REPUBLIKA.CO.ID, JAKARTA -- Ketua Bidang Polhukam DPP Partai Keadilan Sejahtera (PKS) Almuzzammil Yusuf menuturkan, ada nuansa heroik pada hari santri yang diperingati tiap tanggal 22 Oktober. Karena pada tanggal tersebut di tahun 1945, KH Hasyim Asy'ari mengobarkan Resolusi Jihad untuk mempertahankan NKRI dari tentara sekutu yang merongrong kemerdekaan.

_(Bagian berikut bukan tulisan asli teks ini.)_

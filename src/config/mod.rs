//! # Configuration Module
//!
//! 환경 변수 기반의 설정값들을 중앙집중식으로 관리합니다.
//!
//! ## 모듈 구성
//!
//! - [`data_config`] - 실행 환경, 서버 바인딩, CORS, Rate Limiting 설정
//! - [`auth_config`] - OAuth 프로바이더, JWT, OAuth state 설정
//!
//! ## 환경 변수 설정 가이드
//!
//! ```bash
//! # 서버 설정
//! export HOST="0.0.0.0"
//! export PORT="8080"
//! export CORS_ALLOWED_ORIGINS="https://salon.example.com"
//!
//! # 저장소
//! export MONGODB_URI="mongodb://localhost:27017"
//! export DATABASE_NAME="salon_identity_dev"
//! export REDIS_URL="redis://localhost:6379"
//!
//! # JWT 설정
//! export JWT_SECRET="your-super-secret-key"
//! export JWT_EXPIRATION_HOURS="24"
//! export JWT_REFRESH_EXPIRATION_DAYS="7"
//! ```

pub mod data_config;
pub mod auth_config;

pub use data_config::*;
pub use auth_config::*;
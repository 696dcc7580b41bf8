pub mod audit_repo;

pub use audit_repo::{AuditLogRepository, AuditLogStore, AUDIT_LOGS_COLLECTION};
#[cfg(test)]
pub use audit_repo::in_memory::InMemoryAuditLogStore;
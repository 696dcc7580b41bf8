//! # Authentication Configuration Module
//!
//! OAuth 프로바이더, JWT 토큰, OAuth state 관련 설정을 관리하는 모듈입니다.
//!
//! ## 지원하는 인증 방식
//!
//! 1. **Google OAuth 2.0**: Google 계정을 통한 소셜 로그인
//! 2. **Facebook Login**: Facebook 계정을 통한 소셜 로그인
//! 3. **JWT 토큰**: 세션 참조로 사용하는 JSON Web Token
//!
//! ## 필수 환경 변수 설정
//!
//! ```bash
//! export GOOGLE_CLIENT_ID="your-google-client-id"
//! export GOOGLE_CLIENT_SECRET="your-google-client-secret"
//! export GOOGLE_REDIRECT_URI="http://localhost:8080/api/v1/auth/google/callback"
//!
//! export FACEBOOK_CLIENT_ID="your-facebook-app-id"
//! export FACEBOOK_CLIENT_SECRET="your-facebook-app-secret"
//! export FACEBOOK_REDIRECT_URI="http://localhost:8080/api/v1/auth/facebook/callback"
//!
//! export JWT_SECRET="your-super-secret-jwt-key"
//! export OAUTH_STATE_SECRET="your-oauth-state-secret"
//! ```
//!
//! 프로바이더 자격 증명이 없으면 해당 프로바이더는 비활성화됩니다.

use std::env;
use std::fmt;
use serde::{Deserialize, Serialize};
use crate::errors::AppError;

/// 외부 인증 프로바이더
///
/// 계정 문서에는 프로바이더마다 하나의 외부 식별자 슬롯이 있습니다.
#[derive(Debug, Clone, Copy, PartialEq, Eq, Hash, Serialize, Deserialize)]
#[serde(rename_all = "lowercase")]
pub enum AuthProvider {
    Google,
    Facebook,
}

impl AuthProvider {
    pub const ALL: [AuthProvider; 2] = [AuthProvider::Google, AuthProvider::Facebook];

    pub fn from_str(s: &str) -> Result<Self, String> {
        match s.to_lowercase().as_str() {
            "google" => Ok(AuthProvider::Google),
            "facebook" => Ok(AuthProvider::Facebook),
            _ => Err(format!("Unsupported auth provider: {}", s)),
        }
    }

    pub fn as_str(&self) -> &'static str {
        match self {
            AuthProvider::Google => "google",
            AuthProvider::Facebook => "facebook",
        }
    }

    /// 계정 문서에서 이 프로바이더의 외부 식별자를 저장하는 필드명
    pub fn id_field(&self) -> &'static str {
        match self {
            AuthProvider::Google => "google_id",
            AuthProvider::Facebook => "facebook_id",
        }
    }

    fn env_prefix(&self) -> &'static str {
        match self {
            AuthProvider::Google => "GOOGLE",
            AuthProvider::Facebook => "FACEBOOK",
        }
    }

    fn default_auth_uri(&self) -> &'static str {
        match self {
            AuthProvider::Google => "https://accounts.google.com/o/oauth2/auth",
            AuthProvider::Facebook => "https://www.facebook.com/v19.0/dialog/oauth",
        }
    }

    fn default_token_uri(&self) -> &'static str {
        match self {
            AuthProvider::Google => "https://oauth2.googleapis.com/token",
            AuthProvider::Facebook => "https://graph.facebook.com/v19.0/oauth/access_token",
        }
    }

    fn default_userinfo_uri(&self) -> &'static str {
        match self {
            AuthProvider::Google => "https://www.googleapis.com/oauth2/v2/userinfo",
            AuthProvider::Facebook => "https://graph.facebook.com/v19.0/me",
        }
    }

    /// 인증 요청 시 사용하는 스코프
    pub fn scope(&self) -> &'static str {
        match self {
            AuthProvider::Google => "openid email profile",
            AuthProvider::Facebook => "email,public_profile",
        }
    }
}

impl fmt::Display for AuthProvider {
    fn fmt(&self, f: &mut fmt::Formatter<'_>) -> fmt::Result {
        f.write_str(self.as_str())
    }
}

/// 단일 OAuth 프로바이더의 클라이언트 설정
#[derive(Debug, Clone)]
pub struct OAuthProviderSettings {
    pub provider: AuthProvider,
    pub client_id: String,
    pub client_secret: String,
    pub redirect_uri: String,
    pub auth_uri: String,
    pub token_uri: String,
    pub userinfo_uri: String,
}

impl OAuthProviderSettings {
    /// 환경 변수에서 프로바이더 설정을 로드합니다.
    ///
    /// `{PREFIX}_CLIENT_ID`, `{PREFIX}_CLIENT_SECRET`, `{PREFIX}_REDIRECT_URI`는 필수이며
    /// 엔드포인트 URI는 `{PREFIX}_AUTH_URI`, `{PREFIX}_TOKEN_URI`, `{PREFIX}_USERINFO_URI`로
    /// 재정의할 수 있습니다.
    pub fn from_env(provider: AuthProvider) -> Result<Self, AppError> {
        let prefix = provider.env_prefix();
        let required = |name: &str| {
            let key = format!("{}_{}", prefix, name);
            env::var(&key)
                .ok()
                .filter(|v| !v.trim().is_empty())
                .ok_or_else(|| AppError::ValidationError(format!("{} must be set", key)))
        };
        let optional = |name: &str, default: &str| {
            env::var(format!("{}_{}", prefix, name)).unwrap_or_else(|_| default.to_string())
        };

        Ok(Self {
            provider,
            client_id: required("CLIENT_ID")?,
            client_secret: required("CLIENT_SECRET")?,
            redirect_uri: required("REDIRECT_URI")?,
            auth_uri: optional("AUTH_URI", provider.default_auth_uri()),
            token_uri: optional("TOKEN_URI", provider.default_token_uri()),
            userinfo_uri: optional("USERINFO_URI", provider.default_userinfo_uri()),
        })
    }

    /// 지정한 자격 증명과 기본 엔드포인트로 설정을 생성합니다.
    pub fn with_defaults(
        provider: AuthProvider,
        client_id: impl Into<String>,
        client_secret: impl Into<String>,
        redirect_uri: impl Into<String>,
    ) -> Self {
        Self {
            provider,
            client_id: client_id.into(),
            client_secret: client_secret.into(),
            redirect_uri: redirect_uri.into(),
            auth_uri: provider.default_auth_uri().to_string(),
            token_uri: provider.default_token_uri().to_string(),
            userinfo_uri: provider.default_userinfo_uri().to_string(),
        }
    }
}

pub struct JwtConfig;

impl JwtConfig {
    pub fn secret() -> String {
        env::var("JWT_SECRET")
            .unwrap_or_else(|_| {
                log::warn!("JWT_SECRET not set, using default (not secure for production!)");
                "your-secret-key".to_string()
            })
    }

    pub fn expiration_hours() -> i64 {
        env::var("JWT_EXPIRATION_HOURS")
            .unwrap_or_else(|_| "24".to_string())
            .parse()
            .unwrap_or(24)
    }

    pub fn refresh_expiration_days() -> i64 {
        env::var("JWT_REFRESH_EXPIRATION_DAYS")
            .unwrap_or_else(|_| "7".to_string())
            .parse()
            .unwrap_or(7)
    }
}

pub struct OAuthConfig;

impl OAuthConfig {
    pub fn state_secret() -> String {
        env::var("OAUTH_STATE_SECRET")
            .unwrap_or_else(|_| {
                log::warn!("OAUTH_STATE_SECRET not set, using default (not secure for production!)");
                "oauth-state-secret".to_string()
            })
    }

    pub fn session_timeout_minutes() -> i64 {
        env::var("OAUTH_SESSION_TIMEOUT_MINUTES")
            .unwrap_or_else(|_| "10".to_string())
            .parse()
            .unwrap_or(10)
    }
}

#[cfg(test)]
mod tests {
    use super::*;

    #[test]
    fn test_auth_provider_from_string() {
        assert_eq!(AuthProvider::from_str("google").unwrap(), AuthProvider::Google);
        assert_eq!(AuthProvider::from_str("facebook").unwrap(), AuthProvider::Facebook);

        // 대소문자 무관 테스트
        assert_eq!(AuthProvider::from_str("GOOGLE").unwrap(), AuthProvider::Google);
        assert_eq!(AuthProvider::from_str("Facebook").unwrap(), AuthProvider::Facebook);

        assert!(AuthProvider::from_str("twitter").is_err());
        assert!(AuthProvider::from_str("local").is_err());
    }

    #[test]
    fn test_auth_provider_id_fields_are_distinct() {
        assert_eq!(AuthProvider::Google.id_field(), "google_id");
        assert_eq!(AuthProvider::Facebook.id_field(), "facebook_id");
    }

    #[test]
    fn test_auth_provider_serialization() {
        let json = serde_json::to_string(&AuthProvider::Facebook).unwrap();
        assert_eq!(json, "\"facebook\"");

        let deserialized: AuthProvider = serde_json::from_str("\"google\"").unwrap();
        assert_eq!(deserialized, AuthProvider::Google);
    }

    #[test]
    fn test_provider_settings_with_defaults() {
        let settings = OAuthProviderSettings::with_defaults(
            AuthProvider::Google,
            "client",
            "secret",
            "http://localhost:8080/api/v1/auth/google/callback",
        );

        assert_eq!(settings.auth_uri, "https://accounts.google.com/o/oauth2/auth");
        assert_eq!(settings.userinfo_uri, "https://www.googleapis.com/oauth2/v2/userinfo");
    }
}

"Selang 19 hari kemudian, atau tepatnya pada tanggal 10 November 1945 pecahlah peperangan di Surabaya antara rakyat Indonesia yang sudah menyulut semangat jihadnya melawan tentara Inggris. Yang kemudian momen tersebut ditetapkan sebagai hari pahlawan," kata dia dalam keterangan tertulis, Senin (22/10).

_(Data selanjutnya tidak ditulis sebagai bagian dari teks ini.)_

//! JWT 세션 발급 서비스
//!
//! 해석된 계정을 세션 참조(HS256 액세스/리프레시 토큰 쌍)로 바꿉니다.
//! 토큰에는 계정 ID만 의미 있게 쓰이며, 역할은 요청마다 저장소에서 다시 읽습니다.

use chrono::{Duration, Utc};
use jsonwebtoken::{decode, encode, DecodingKey, EncodingKey, Header, Validation};
use crate::config::JwtConfig;
use crate::domain::entities::accounts::Account;
use crate::domain::models::token::{TokenClaims, TokenPair, TokenType};
use crate::errors::{AppError, ErrorContext};

pub struct TokenService {
    encoding_key: EncodingKey,
    decoding_key: DecodingKey,
    access_hours: i64,
    refresh_days: i64,
}

/// 액세스 토큰 수명 상한 (30일)
const MAX_ACCESS_HOURS: i64 = 24 * 30;
/// 리프레시 토큰 수명 상한 (1년)
const MAX_REFRESH_DAYS: i64 = 365;

fn clamp_lifetime(name: &str, value: i64, max: i64) -> i64 {
    let clamped = value.clamp(1, max);
    if clamped != value {
        log::warn!("{} 값 {}이(가) 허용 범위(1..={})를 벗어나 {}(으)로 조정합니다", name, value, max, clamped);
    }
    clamped
}

impl TokenService {
    /// 수명은 1 이상, 상한 이하로 조정됩니다.
    pub fn new(secret: &str, access_hours: i64, refresh_days: i64) -> Self {
        Self {
            encoding_key: EncodingKey::from_secret(secret.as_bytes()),
            decoding_key: DecodingKey::from_secret(secret.as_bytes()),
            access_hours: clamp_lifetime("JWT_EXPIRATION_HOURS", access_hours, MAX_ACCESS_HOURS),
            refresh_days: clamp_lifetime("JWT_REFRESH_EXPIRATION_DAYS", refresh_days, MAX_REFRESH_DAYS),
        }
    }

    /// `JWT_SECRET`, `JWT_EXPIRATION_HOURS`, `JWT_REFRESH_EXPIRATION_DAYS`로 생성합니다.
    pub fn from_config() -> Self {
        Self::new(
            &JwtConfig::secret(),
            JwtConfig::expiration_hours(),
            JwtConfig::refresh_expiration_days(),
        )
    }

    fn generate_token(&self, account: &Account, token_type: TokenType) -> Result<String, AppError> {
        let now = Utc::now();
        let lifetime = match token_type {
            TokenType::Access => Duration::hours(self.access_hours),
            TokenType::Refresh => Duration::days(self.refresh_days),
        };

        let claims = TokenClaims {
            sub: account.id_string().ok_or_else(|| {
                AppError::InternalError("계정 ID가 없습니다".to_string())
            })?,
            role: account.role,
            token_type,
            iat: now.timestamp(),
            exp: (now + lifetime).timestamp(),
        };

        encode(&Header::default(), &claims, &self.encoding_key).context("JWT 토큰 생성 실패")
    }

    pub fn generate_token_pair(&self, account: &Account) -> Result<TokenPair, AppError> {
        let access_token = self.generate_token(account, TokenType::Access)?;
        let refresh_token = self.generate_token(account, TokenType::Refresh)?;

        Ok(TokenPair {
            access_token,
            refresh_token,
            token_type: "Bearer".to_string(),
            expires_in: self.access_hours * 3600,
        })
    }

    fn verify_token(&self, token: &str, expected: TokenType) -> Result<TokenClaims, AppError> {
        let claims = decode::<TokenClaims>(token, &self.decoding_key, &Validation::default())
            .map(|token_data| token_data.claims)
            .map_err(|e| match e.kind() {
                jsonwebtoken::errors::ErrorKind::ExpiredSignature => {
                    AppError::AuthenticationError("토큰이 만료되었습니다".to_string())
                },
                _ => AppError::AuthenticationError("유효하지 않은 토큰입니다".to_string()),
            })?;

        if claims.token_type != expected {
            return Err(AppError::AuthenticationError("토큰 용도가 올바르지 않습니다".to_string()));
        }

        Ok(claims)
    }

    pub fn verify_access_token(&self, token: &str) -> Result<TokenClaims, AppError> {
        self.verify_token(token, TokenType::Access)
    }

    pub fn verify_refresh_token(&self, token: &str) -> Result<TokenClaims, AppError> {
        self.verify_token(token, TokenType::Refresh)
    }

    pub fn extract_bearer_token<'a>(&self, auth_header: &'a str) -> Result<&'a str, AppError> {
        auth_header
            .strip_prefix("Bearer ")
            .map(str::trim)
            .filter(|token| !token.is_empty())
            .ok_or_else(|| AppError::AuthenticationError("유효하지 않은 인증 헤더 형식입니다".to_string()))
    }
}

#[cfg(test)]
mod tests {
    use super::*;
    use mongodb::bson::{oid::ObjectId, DateTime};
    use crate::domain::entities::accounts::Role;

    fn account(role: Role) -> Account {
        Account {
            id: Some(ObjectId::new()),
            email: Some("ann@example.com".to_string()),
            name: "Ann".to_string(),
            avatar: None,
            is_verified: true,
            role,
            google_id: Some("g1".to_string()),
            facebook_id: None,
            created_at: DateTime::now(),
            updated_at: DateTime::now(),
        }
    }

    fn service() -> TokenService {
        TokenService::new("test-secret", 1, 7)
    }

    #[test]
    fn test_token_pair_round_trip() {
        let service = service();
        let account = account(Role::Manager);

        let pair = service.generate_token_pair(&account).unwrap();
        assert_eq!(pair.expires_in, 3600);

        let claims = service.verify_access_token(&pair.access_token).unwrap();
        assert_eq!(claims.sub, account.id_string().unwrap());
        assert_eq!(claims.role, Role::Manager);

        let refresh = service.verify_refresh_token(&pair.refresh_token).unwrap();
        assert!(refresh.exp > claims.exp);
    }

    #[test]
    fn test_token_types_are_not_interchangeable() {
        let service = service();
        let pair = service.generate_token_pair(&account(Role::Customer)).unwrap();

        assert!(matches!(
            service.verify_refresh_token(&pair.access_token),
            Err(AppError::AuthenticationError(_))
        ));
        assert!(matches!(
            service.verify_access_token(&pair.refresh_token),
            Err(AppError::AuthenticationError(_))
        ));
    }

    #[test]
    fn test_rejects_token_signed_with_other_secret() {
        let pair = TokenService::new("other", 1, 7)
            .generate_token_pair(&account(Role::Customer))
            .unwrap();

        assert!(service().verify_access_token(&pair.access_token).is_err());
        assert!(service().verify_access_token("not-a-jwt").is_err());
    }

    #[test]
    fn test_unsaved_account_cannot_get_tokens() {
        let mut unsaved = account(Role::Customer);
        unsaved.id = None;
        assert!(matches!(
            service().generate_token_pair(&unsaved),
            Err(AppError::InternalError(_))
        ));
    }

    #[test]
    fn test_extract_bearer_token() {
        let service = service();
        assert_eq!(service.extract_bearer_token("Bearer abc.def").unwrap(), "abc.def");
        assert!(service.extract_bearer_token("Basic abc").is_err());
        assert!(service.extract_bearer_token("Bearer ").is_err());
    }

    #[test]
    fn test_extreme_lifetimes_are_clamped() {
        let service = TokenService::new("test-secret", i64::MAX, i64::MAX);
        let pair = service.generate_token_pair(&account(Role::Customer)).unwrap();
        assert_eq!(pair.expires_in, MAX_ACCESS_HOURS * 3600);

        let refresh = service.verify_refresh_token(&pair.refresh_token).unwrap();
        assert!(refresh.exp - refresh.iat <= MAX_REFRESH_DAYS * 24 * 3600);

        let floor = TokenService::new("test-secret", -5, 0);
        let pair = floor.generate_token_pair(&account(Role::Customer)).unwrap();
        assert_eq!(pair.expires_in, 3600);
        assert!(floor.verify_access_token(&pair.access_token).is_ok());
    }
}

Sehingga, lanjut Almuzzammil, antara hari santri dan hari pahlawan ini dihubungkan dengan peristiwa heroik yang saling berkaitan. Dan kisah perjuangan santri tidak berhenti melawan "penjajah eksternal". Ketika Partai Komunis dibiarkan tumbuh di Indonesia, para santri harus berhadapan perong-rong dari internal bangsa.

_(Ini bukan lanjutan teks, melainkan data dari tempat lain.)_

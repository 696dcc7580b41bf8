//! # Domain Layer Module
//!
//! 계정, 역할, 감사 기록과 인증 흐름에서 오가는 값들을 정의하는 도메인 계층입니다.
//!
//! ## 아키텍처 개요
//!
//! ```text
//! Domain Layer (이 모듈)
//! ├── entities  - MongoDB 문서 (Account, AuditLog)
//! ├── dto       - API 요청/응답
//! └── models    - 프로바이더 프로필, 인증 컨텍스트, JWT 클레임
//!      │
//!      ▼
//! Application Layer (Services)
//!      │
//!      ▼
//! Infrastructure Layer (Repositories, DB)
//! ```
//!
//! 도메인 타입은 서비스나 저장소에 의존하지 않습니다.
//! 계정 해석 규칙 중 문서 변경에 해당하는 부분(`Account::from_profile`,
//! `Account::link_provider`)만 엔티티에 두고, 조회 순서는 서비스 계층이 결정합니다.

pub mod entities;
pub mod dto;
pub mod models;
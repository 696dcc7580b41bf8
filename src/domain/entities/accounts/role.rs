//! 계정 역할

use std::fmt;
use serde::{Deserialize, Serialize};

/// 계정 역할
///
/// 고정된 열거형이며, 인가는 계정의 현재 역할 필드 하나와 비교해서 결정합니다.
/// 새 계정은 항상 [`Role::Customer`]로 시작합니다.
#[derive(Debug, Clone, Copy, PartialEq, Eq, Hash, Default, Serialize, Deserialize)]
#[serde(rename_all = "lowercase")]
pub enum Role {
    #[default]
    Customer,
    Admin,
    Manager,
    Inventory,
    Reception,
    Staff,
}

impl Role {
    pub fn as_str(&self) -> &'static str {
        match self {
            Role::Customer => "customer",
            Role::Admin => "admin",
            Role::Manager => "manager",
            Role::Inventory => "inventory",
            Role::Reception => "reception",
            Role::Staff => "staff",
        }
    }

    /// 관리 화면에 접근하는 내부 역할인지 여부
    pub fn is_staff_side(&self) -> bool {
        !matches!(self, Role::Customer)
    }
}

impl fmt::Display for Role {
    fn fmt(&self, f: &mut fmt::Formatter<'_>) -> fmt::Result {
        f.write_str(self.as_str())
    }
}
use serde::{Deserialize, Serialize};
use crate::domain::dto::accounts::AccountResponse;
use crate::domain::models::token::TokenPair;

/// 프로바이더 토큰 엔드포인트 응답
///
/// Google과 Facebook 모두 이 필드들을 공통으로 사용합니다.
#[derive(Debug, Deserialize)]
pub struct ProviderTokenResponse {
    pub access_token: String,
    #[serde(default)]
    pub token_type: Option<String>,
    #[serde(default)]
    pub expires_in: Option<i64>,
    #[serde(default)]
    pub refresh_token: Option<String>,
    #[serde(default)]
    pub scope: Option<String>,
}

#[derive(Debug, Serialize)]
pub struct OAuthLoginUrlResponse {
    pub login_url: String,

    pub state: String,
}

/// 로그인/토큰 갱신 성공 응답
#[derive(Debug, Serialize)]
pub struct LoginResponse {
    #[serde(flatten)]
    pub tokens: TokenPair,

    pub account: AccountResponse,
}
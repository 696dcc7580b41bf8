//! JWT 토큰 모델
//!
//! 세션 참조로 쓰이는 HS256 JWT의 클레임과 발급 결과를 정의합니다.
//! `sub`에는 계정 ID(ObjectId hex)가 들어가며, 요청마다 이 ID로 계정을 다시 조회합니다.

use serde::{Deserialize, Serialize};
use crate::domain::entities::accounts::Role;

/// 토큰 용도
///
/// 액세스 토큰을 리프레시에 쓰거나 그 반대로 쓰는 것을 막기 위해 클레임에 포함됩니다.
#[derive(Debug, Clone, Copy, PartialEq, Eq, Serialize, Deserialize)]
#[serde(rename_all = "lowercase")]
pub enum TokenType {
    Access,
    Refresh,
}

#[derive(Debug, Clone, Serialize, Deserialize)]
pub struct TokenClaims {
    /// 계정 ID
    pub sub: String,
    /// 발급 시점의 역할 (인가에는 사용하지 않고 클라이언트 표시용)
    pub role: Role,
    pub token_type: TokenType,
    pub iat: i64,
    pub exp: i64,
}

#[derive(Debug, Clone, Serialize, Deserialize)]
pub struct TokenPair {
    pub access_token: String,
    pub refresh_token: String,
    pub token_type: String,
    /// 액세스 토큰 만료까지 남은 초
    pub expires_in: i64,
}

Almuzzamil mengatakan, kekejaman sudah ada sejak 1948, atau tiga tahun setelah bangsa ini bersukacita dengan kemerdekaannya. Darah para ulama dan santri menggenang di Madiun. Setelah pemberontakan itu ditumpas, terulang lagi pada 1965 dan kembali santri, ulama, dan umat Islam menjadi korban.

"Gelora jihad di dalam darah santri terpelihara karena kedekatan mereka dengan Al-Qur'an. Maka setelah pasukan Inggris, kader-kader PKI pun mendapat pelajaran tentang kuatnya ghiroh itu," katanya.

Di era Reformasi, papar Almuzzammil, saat Alquran dinistakan santri dan ulama berduyun-duyun memadati Monas dalam Aksi Bela Islam 212. Menurut analisa penghitungan sekitar 7 juta masa aksi dan sholat jumat yang dimotori oleh kalangan ulama dan santri hadir unjuk gigi meminta hukum ditegakkan kepada sang penista.

Menurut Almuzzammil, santri dan ulama berperan sebagai penjaga kemuliaan Alquran dan martabat umat Islam secara konstitusional. Bukan dengan jalan kekerasan maupun anarkis. Ke depan, santri dan ulama sejak era walisongo akan terus berada pada garda terdepan menjaga NKRI, Pancasila, dan Bhinneka Tunggal Ika.

"Sejarah mungkin terulang. Dan tiap rongrongan kepada negara ini akan selalu bertemu dengan tembok kokoh yang berasal dari pesantren. Tembok yang dibangun dengan kekuatan iman," ucapnya.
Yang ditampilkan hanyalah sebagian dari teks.